■ To do ■
Return every entry exactly as it is written in the listing.

■ Given records ■
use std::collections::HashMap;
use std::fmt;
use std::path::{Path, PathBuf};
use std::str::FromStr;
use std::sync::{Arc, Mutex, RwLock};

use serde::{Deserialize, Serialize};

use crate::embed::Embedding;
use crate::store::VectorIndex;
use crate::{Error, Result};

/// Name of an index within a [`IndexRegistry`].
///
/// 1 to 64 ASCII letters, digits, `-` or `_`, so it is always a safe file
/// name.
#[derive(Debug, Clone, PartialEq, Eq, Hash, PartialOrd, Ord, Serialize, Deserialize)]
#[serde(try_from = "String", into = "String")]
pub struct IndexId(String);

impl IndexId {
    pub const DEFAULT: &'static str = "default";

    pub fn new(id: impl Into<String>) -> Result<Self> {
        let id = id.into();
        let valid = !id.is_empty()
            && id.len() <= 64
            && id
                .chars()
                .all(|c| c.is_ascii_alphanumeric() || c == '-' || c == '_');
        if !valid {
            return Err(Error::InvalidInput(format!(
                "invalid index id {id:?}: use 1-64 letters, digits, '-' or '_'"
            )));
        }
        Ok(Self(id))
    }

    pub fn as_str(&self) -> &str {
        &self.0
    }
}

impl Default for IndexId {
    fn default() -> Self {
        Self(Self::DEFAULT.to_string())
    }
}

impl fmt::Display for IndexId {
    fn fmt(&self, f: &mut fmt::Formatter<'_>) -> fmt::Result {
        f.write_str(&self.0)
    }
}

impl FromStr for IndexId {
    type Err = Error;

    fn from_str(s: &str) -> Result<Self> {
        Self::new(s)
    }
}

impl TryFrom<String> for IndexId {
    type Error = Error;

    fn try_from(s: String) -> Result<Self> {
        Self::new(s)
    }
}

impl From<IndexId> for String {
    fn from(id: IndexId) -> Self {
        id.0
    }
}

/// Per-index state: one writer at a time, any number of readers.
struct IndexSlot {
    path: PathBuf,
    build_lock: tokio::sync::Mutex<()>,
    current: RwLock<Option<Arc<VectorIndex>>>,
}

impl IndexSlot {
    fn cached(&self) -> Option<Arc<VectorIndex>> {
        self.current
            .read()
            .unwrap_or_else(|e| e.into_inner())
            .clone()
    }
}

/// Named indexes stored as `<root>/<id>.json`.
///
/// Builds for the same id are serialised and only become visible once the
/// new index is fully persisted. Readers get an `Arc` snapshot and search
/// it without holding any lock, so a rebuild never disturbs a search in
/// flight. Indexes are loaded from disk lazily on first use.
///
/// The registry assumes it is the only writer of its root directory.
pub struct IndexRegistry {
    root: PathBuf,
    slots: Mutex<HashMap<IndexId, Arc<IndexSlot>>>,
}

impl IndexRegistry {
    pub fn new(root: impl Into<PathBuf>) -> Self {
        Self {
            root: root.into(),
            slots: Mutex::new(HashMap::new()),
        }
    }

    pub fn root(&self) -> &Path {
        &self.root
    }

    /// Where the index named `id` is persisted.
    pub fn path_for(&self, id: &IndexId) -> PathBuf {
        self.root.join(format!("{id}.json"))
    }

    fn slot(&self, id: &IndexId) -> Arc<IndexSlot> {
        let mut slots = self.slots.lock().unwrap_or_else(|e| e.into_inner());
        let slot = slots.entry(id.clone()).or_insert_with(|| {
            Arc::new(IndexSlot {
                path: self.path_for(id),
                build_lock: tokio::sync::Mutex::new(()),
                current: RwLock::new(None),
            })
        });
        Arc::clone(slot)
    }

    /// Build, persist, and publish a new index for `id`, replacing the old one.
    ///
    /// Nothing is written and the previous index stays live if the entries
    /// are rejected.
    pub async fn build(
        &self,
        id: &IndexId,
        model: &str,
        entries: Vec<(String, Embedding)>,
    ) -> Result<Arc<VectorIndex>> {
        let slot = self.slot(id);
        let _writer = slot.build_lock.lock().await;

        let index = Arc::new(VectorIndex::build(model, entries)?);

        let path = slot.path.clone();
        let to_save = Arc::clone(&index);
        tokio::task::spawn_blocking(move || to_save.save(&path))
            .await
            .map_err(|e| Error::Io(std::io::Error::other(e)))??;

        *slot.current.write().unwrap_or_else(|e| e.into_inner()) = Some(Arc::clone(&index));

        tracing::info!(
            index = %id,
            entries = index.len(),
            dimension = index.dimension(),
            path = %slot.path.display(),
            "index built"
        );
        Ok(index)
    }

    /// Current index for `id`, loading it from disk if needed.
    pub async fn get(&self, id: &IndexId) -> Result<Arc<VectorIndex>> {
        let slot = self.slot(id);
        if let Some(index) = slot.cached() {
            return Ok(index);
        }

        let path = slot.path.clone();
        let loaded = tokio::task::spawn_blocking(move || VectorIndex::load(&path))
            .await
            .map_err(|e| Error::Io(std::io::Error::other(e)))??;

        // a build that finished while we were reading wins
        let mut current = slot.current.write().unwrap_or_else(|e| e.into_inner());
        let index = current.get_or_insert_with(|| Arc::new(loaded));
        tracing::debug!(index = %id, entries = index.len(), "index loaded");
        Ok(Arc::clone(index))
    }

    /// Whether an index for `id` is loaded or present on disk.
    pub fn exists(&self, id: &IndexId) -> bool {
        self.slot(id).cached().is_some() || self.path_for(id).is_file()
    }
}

■ Answer box ■
use std::collections::HashMap;
use std::fmt;
use std::path::{Path, PathBuf};
use std::str::FromStr;
use std::sync::{Arc, Mutex, RwLock};

use serde::{Deserialize, Serialize};

use crate::embed::Embedding;
use crate::store::VectorIndex;
use crate::{Error, Result};

/// Name of an index within a [`IndexRegistry`].
///
/// 1 to 64 ASCII letters, digits, `-` or `_`, so it is always a safe file
/// name.
#[derive(Debug, Clone, PartialEq, Eq, Hash, PartialOrd, Ord, Serialize, Deserialize)]
#[serde(try_from = "String", into = "String")]
pub struct IndexId(String);

impl IndexId {
    pub const DEFAULT: &'static str = "default";

    pub fn new(id: impl Into<String>) -> Result<Self> {
        let id = id.into();
        let valid = !id.is_empty()
            && id.len() <= 64
            && id
                .chars()
                .all(|c| c.is_ascii_alphanumeric() || c == '-' || c == '_');
        if !valid {
            return Err(Error::InvalidInput(format!(
                "invalid index id {id:?}: use 1-64 letters, digits, '-' or '_'"
            )));
        }
        Ok(Self(id))
    }

    pub fn as_str(&self) -> &str {
        &self.0
    }
}

impl Default for IndexId {
    fn default() -> Self {
        Self(Self::DEFAULT.to_string())
    }
}

impl fmt::Display for IndexId {
    fn fmt(&self, f: &mut fmt::Formatter<'_>) -> fmt::Result {
        f.write_str(&self.0)
    }
}

impl FromStr for IndexId {
    type Err = Error;

    fn from_str(s: &str) -> Result<Self> {
        Self::new(s)
    }
}

impl TryFrom<String> for IndexId {
    type Error = Error;

    fn try_from(s: String) -> Result<Self> {
        Self::new(s)
    }
}

impl From<IndexId> for String {
    fn from(id: IndexId) -> Self {
        id.0
    }
}

/// Per-index state: one writer at a time, any number of readers.
struct IndexSlot {
    path: PathBuf,
    build_lock: tokio::sync::Mutex<()>,
    current: RwLock<Option<Arc<VectorIndex>>>,
}

impl IndexSlot {
    fn cached(&self) -> Option<Arc<VectorIndex>> {
        self.current
            .read()
            .unwrap_or_else(|e| e.into_inner())
            .clone()
    }
}

/// Named indexes stored as `<root>/<id>.json`.
///
/// Builds for the same id are serialised and only become visible once the
/// new index is fully persisted. Readers get an `Arc` snapshot and search
/// it without holding any lock, so a rebuild never disturbs a search in
/// flight. Indexes are loaded from disk lazily on first use.
///
/// The registry assumes it is the only writer of its root directory.
pub struct IndexRegistry {
    root: PathBuf,
    slots: Mutex<HashMap<IndexId, Arc<IndexSlot>>>,
}

impl IndexRegistry {
    pub fn new(root: impl Into<PathBuf>) -> Self {
        Self {
            root: root.into(),
            slots: Mutex::new(HashMap::new()),
        }
    }

    pub fn root(&self) -> &Path {
        &self.root
    }

    /// Where the index named `id` is persisted.
    pub fn path_for(&self, id: &IndexId) -> PathBuf {
        self.root.join(format!("{id}.json"))
    }

    fn slot(&self, id: &IndexId) -> Arc<IndexSlot> {
        let mut slots = self.slots.lock().unwrap_or_else(|e| e.into_inner());
        let slot = slots.entry(id.clone()).or_insert_with(|| {
            Arc::new(IndexSlot {
                path: self.path_for(id),
                build_lock: tokio::sync::Mutex::new(()),
                current: RwLock::new(None),
            })
        });
        Arc::clone(slot)
    }

    /// Build, persist, and publish a new index for `id`, replacing the old one.
    ///
    /// Nothing is written and the previous index stays live if the entries
    /// are rejected.
    pub async fn build(
        &self,
        id: &IndexId,
        model: &str,
        entries: Vec<(String, Embedding)>,
    ) -> Result<Arc<VectorIndex>> {
        let slot = self.slot(id);
        let _writer = slot.build_lock.lock().await;

        let index = Arc::new(VectorIndex::build(model, entries)?);

        let path = slot.path.clone();
        let to_save = Arc::clone(&index);
        tokio::task::spawn_blocking(move || to_save.save(&path))
            .await
            .map_err(|e| Error::Io(std::io::Error::other(e)))??;

        *slot.current.write().unwrap_or_else(|e| e.into_inner()) = Some(Arc::clone(&index));

        tracing::info!(
            index = %id,
            entries = index.len(),
            dimension = index.dimension(),
            path = %slot.path.display(),
            "index built"
        );
        Ok(index)
    }

    /// Current index for `id`, loading it from disk if needed.
    pub async fn get(&self, id: &IndexId) -> Result<Arc<VectorIndex>> {
        let slot = self.slot(id);
        if let Some(index) = slot.cached() {
            return Ok(index);
        }

        let path = slot.path.clone();
        let loaded = tokio::task::spawn_blocking(move || VectorIndex::load(&path))
            .await
            .map_err(|e| Error::Io(std::io::Error::other(e)))??;

        // a build that finished while we were reading wins
        let mut current = slot.current.write().unwrap_or_else(|e| e.into_inner());
        let index = current.get_or_insert_with(|| Arc::new(loaded));
        tracing::debug!(index = %id, entries = index.len(), "index loaded");
        Ok(Arc::clone(index))
    }

    /// Whether an index for `id` is loaded or present on disk.
    pub fn exists(&self, id: &IndexId) -> bool {
        self.slot(id).cached().is_some() || self.path_for(id).is_file()
    }
}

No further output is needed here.